Sabida en Coro la muerte de Alfinger, con la llegada de su ejército derrotado; fue
recibido por Gobernador de la provincia un caballero tudesco, llamado Juan Alemán, pariente
muy cercano de los Belzares, por hallarse con un título despachado a prevención, para en caso
de que faltase
Alfinger; y habiendo sido dotado de una naturaleza muy quieta, y de ánimo muy pacífico, no
tenemos que referir particular operación suya, pues manteniéndose en Coro el tiempo que
duró en el ejercicio, atendió más a las conveniencias que pudo lograr a pie quedo con quietud,
que a los intereses, que pudiera adquirir por medio de las conquistas, buscándolos con afán.

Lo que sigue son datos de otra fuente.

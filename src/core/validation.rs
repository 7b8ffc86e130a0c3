//! Input validation.
//!
//! Secret names follow GitHub's naming rules.

use crate::error::{Result, ValidationError};

/// Prefix GitHub reserves for its own secrets.
const RESERVED_PREFIX: &str = "GITHUB_";

/// Validate a secret name.
///
/// Secret names:
/// - Cannot be empty
/// - Only contain A-Z, a-z, 0-9, and underscore
/// - Cannot start with a digit
/// - Cannot start with the `GITHUB_` prefix
///
/// # Errors
///
/// Returns `ValidationError` if the name is invalid.
pub fn validate_secret_name(name: &str) -> Result<()> {
    if name.is_empty() {
        return Err(ValidationError::EmptyName.into());
    }

    let invalid = |reason: String| ValidationError::InvalidName {
        name: name.to_string(),
        reason,
    };

    if name.starts_with(|c: char| c.is_ascii_digit()) {
        return Err(invalid("cannot start with a digit".to_string()).into());
    }

    if let Some((i, ch)) = name
        .chars()
        .enumerate()
        .find(|(_, ch)| !ch.is_ascii_alphanumeric() && *ch != '_')
    {
        return Err(invalid(format!(
            "invalid character '{}' at position {}. Only A-Z, a-z, 0-9, and underscore are allowed",
            ch,
            i + 1
        ))
        .into());
    }

    if name.to_ascii_uppercase().starts_with(RESERVED_PREFIX) {
        return Err(invalid(format!("cannot start with {}", RESERVED_PREFIX)).into());
    }

    Ok(())
}
//! Shell completion scripts.

use std::io::Write;

use clap::CommandFactory;
use clap_complete::{generate, Shell};

use crate::cli::Cli;
use crate::error::Result;

/// Print the completion script for `shell` to stdout.
pub fn execute(shell: Shell) -> Result<()> {
    render(shell, &mut std::io::stdout().lock());
    Ok(())
}

/// Write the completion script for `shell` to `out`.
pub fn render<W: Write>(shell: Shell, out: &mut W) {
    let mut cmd = Cli::command();
    let bin = cmd.get_name().to_string();
    generate(shell, &mut cmd, bin, out);
}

Dejamos en el capítulo sexto al Teniente Venegas por cabo de los enfermos y demás
gente que dejó Alfinger en la ranchería de Maracaibo; y habiéndose mantenido con notable
sufrimiento los tres años que duraron las desgracias de tan infeliz jornada, cuando supo que
desbaratado y consumido el ejército había ya salido a Coro, pasó luego a la ciudad, o a ver a
los compañeros, o a tratar algunas cosas de su propia conveniencia; y teniendo allí noticia de
los sesenta mil pesos en oro, que había enterrado Bascona en su viaje desdichado, se
determinó a ir en persona a buscarlos,
para cuya diligencia juntó hasta sesenta compañeros, que se dedicaron a seguirle; y llevando
consigo a Francisco Martín, para que mostrase la parte donde habían dejado depositado el
tesoro, dio la vuelta a su ranchería de Maracaibo, para seguir desde Tamalameque los mismos
pasos que había llevado Bascona; pero no siendo fácil el que en la confusión de tan espesas
montañas pudiese Francisco Martín haber demarcado el sitio donde quedaba la ceiba, que fue
sepulcro del oro, después de haberlos traído de una parte para otra por entre anegadizos y
manglares, en su misma confusión y variedad conoció Venegas que tenía perdido el tino, y
que de no dar la vuelta antes de empeñarse más, tendrían el mismo paradero que había tenido
Bascona, cuyo recelo lo hizo retroceder sin pasar más adelante, siguiendo las cortaduras y
señales que había dejado en los árboles, advertencia, que le valió para dar breve la vuelta a
Maracaibo, sacando por premio de su codicia el fruto del escarmiento, y la efectiva
satisfacción de los precisos empeños, que contrajo para las disposiciones de su avío, en que
quedó condenado.
Y porque de una vez demos razón del paradero que tuvo Francisco Martín, es de
advertir, que retirado en Coro vivía tan arrepentido de haber dejado aquella brutal vida, que
gozaba entre los indios, y tan ansioso por ver a la mujer y los hijos, que ciego con el amor,
dejándose llevar de la tirana violencia del deseo, se huyó de Coro una noche, y se volvió al
pueblo de donde le habían sacado, tan bien hallado con las bárbaras costumbres en que ya
estaba habituado, que habiendo entrado después a aquella provincia una escuadra de soldados,
y traídoselo a Coro, se volvió a ir segunda vez, y hubiera cometido el mismo yerro otras cien
veces, si no hubieran tomado el expediente de enviarlo al Nuevo Reino de Granada, para que
quitada la ocasión con la distancia, olvidase la afición, que tanto lo enajenaba: remedio en que
consistió el sosiego de aquel hombre, pues vivió después con gran quietud en la ciudad de
Santa Fe confesando con arrepentimiento los despeños a que lo había precipitado su apetito9.
[9. Son muchas las versiones de Francisco Martín en los cronistas. Al respecto puede consultarse el artículo de
Miguel Acosta Saignes, “Fernández y Oviedo y el caso de Francisco Martín”, quien se refiere a los relatos de
Juan de Castellanos, fray Pedro Aguado y Fernández de Oviedo].